== Problem ==
Once you have read the records below, report how many lines contain the word "PoolSection", and give nothing besides that number.

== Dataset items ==
------------------------

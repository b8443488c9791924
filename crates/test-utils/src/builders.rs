#![allow(dead_code)]

use std::collections::BTreeMap;

use taskpool::config::{ConfigFile, PoolSection, RawConfigFile, TaskConfig};
use taskpool::errors::Result;

/// Builder for `ConfigFile` to simplify test setup.
pub struct ConfigFileBuilder {
    config: RawConfigFile,
}

impl ConfigFileBuilder {
    pub fn new() -> Self {
        Self {
            config: RawConfigFile {
                pool: PoolSection::default(),
                task: BTreeMap::new(),
            },
        }
    }

    pub fn with_task(mut self, name: &str, task: TaskConfig) -> Self {
        self.config.task.insert(name.to_string(), task);
        self
    }

    pub fn with_threads(mut self, threads: usize) -> Self {
        self.config.pool.threads = Some(threads);
        self
    }

    pub fn with_thread_name_prefix(mut self, prefix: &str) -> Self {
        self.config.pool.thread_name_prefix = Some(prefix.to_string());
        self
    }

    /// The raw, unvalidated file.
    pub fn build_raw(self) -> RawConfigFile {
        self.config
    }

    /// Validate, returning the error instead of panicking.
    pub fn try_build(self) -> Result<ConfigFile> {
        ConfigFile::try_from(self.config)
    }

    pub fn build(self) -> ConfigFile {
        self.try_build()
            .expect("Failed to build valid config from builder")
    }
}

impl Default for ConfigFileBuilder {
    fn default() -> Self {
        Self::new()
    }
}

/// Builder for `TaskConfig`.
pub struct TaskConfigBuilder {
    task: TaskConfig,
}

impl TaskConfigBuilder {
    pub fn new(cmd: &str) -> Self {
        Self {
            task: TaskConfig {
                cmd: cmd.to_string(),
                after: vec![],
                off_pool: false,
            },
        }
    }

    pub fn after(mut self, dep: &str) -> Self {
        self.task.after.push(dep.to_string());
        self
    }

    pub fn off_pool(mut self, val: bool) -> Self {
        self.task.off_pool = val;
        self
    }

    pub fn build(self) -> TaskConfig {
        self.task
    }
}
// tests/lost_wakeup.rs
//
// Registering a dependent while its dependency is completing on another
// thread must neither lose the dependent nor run it twice.

mod common;
use crate::common::{init_tracing, noop, with_timeout};

use std::sync::Arc;
use std::sync::atomic::{AtomicUsize, Ordering};

use taskpool::{TaskHandle, ThreadPool};

fn counting(counter: &Arc<AtomicUsize>) -> TaskHandle {
    let counter = Arc::clone(counter);
    TaskHandle::from_fn(move || {
        counter.fetch_add(1, Ordering::SeqCst);
        Ok(())
    })
}

#[test]
fn dependent_registered_during_completion_runs_exactly_once() {
    init_tracing();

    with_timeout(|| {
        for round in 0..200 {
            let runs = Arc::new(AtomicUsize::new(0));
            let pool = ThreadPool::builder().thread_count(2).build();

            let dependency = noop();
            pool.add_task(dependency.clone()).unwrap();

            let registrar = {
                let pool = pool.clone();
                let runs = Arc::clone(&runs);
                TaskHandle::from_fn(move || {
                    pool.add_task_with_dependencies(&[dependency.clone()], [counting(&runs)])?;
                    Ok(())
                })
            };
            pool.add_task(registrar).unwrap();

            pool.execute().unwrap();
            assert_eq!(runs.load(Ordering::SeqCst), 1, "round {round}");
        }
    });
}

#[test]
fn many_dependents_racing_a_shared_dependency() {
    init_tracing();

    with_timeout(|| {
        for round in 0..50 {
            let runs = Arc::new(AtomicUsize::new(0));
            let pool = ThreadPool::builder().thread_count(4).build();

            let shared = noop();
            pool.add_task(shared.clone()).unwrap();

            for _ in 0..16 {
                let pool_in_task = pool.clone();
                let runs = Arc::clone(&runs);
                let shared = shared.clone();
                pool.add_task(TaskHandle::from_fn(move || {
                    pool_in_task.add_task_with_dependencies(&[shared.clone()], [counting(&runs)])?;
                    Ok(())
                }))
                .unwrap();
            }

            pool.execute().unwrap();
            assert_eq!(runs.load(Ordering::SeqCst), 16, "round {round}");
        }
    });
}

------------------------

== Exercise result ==
2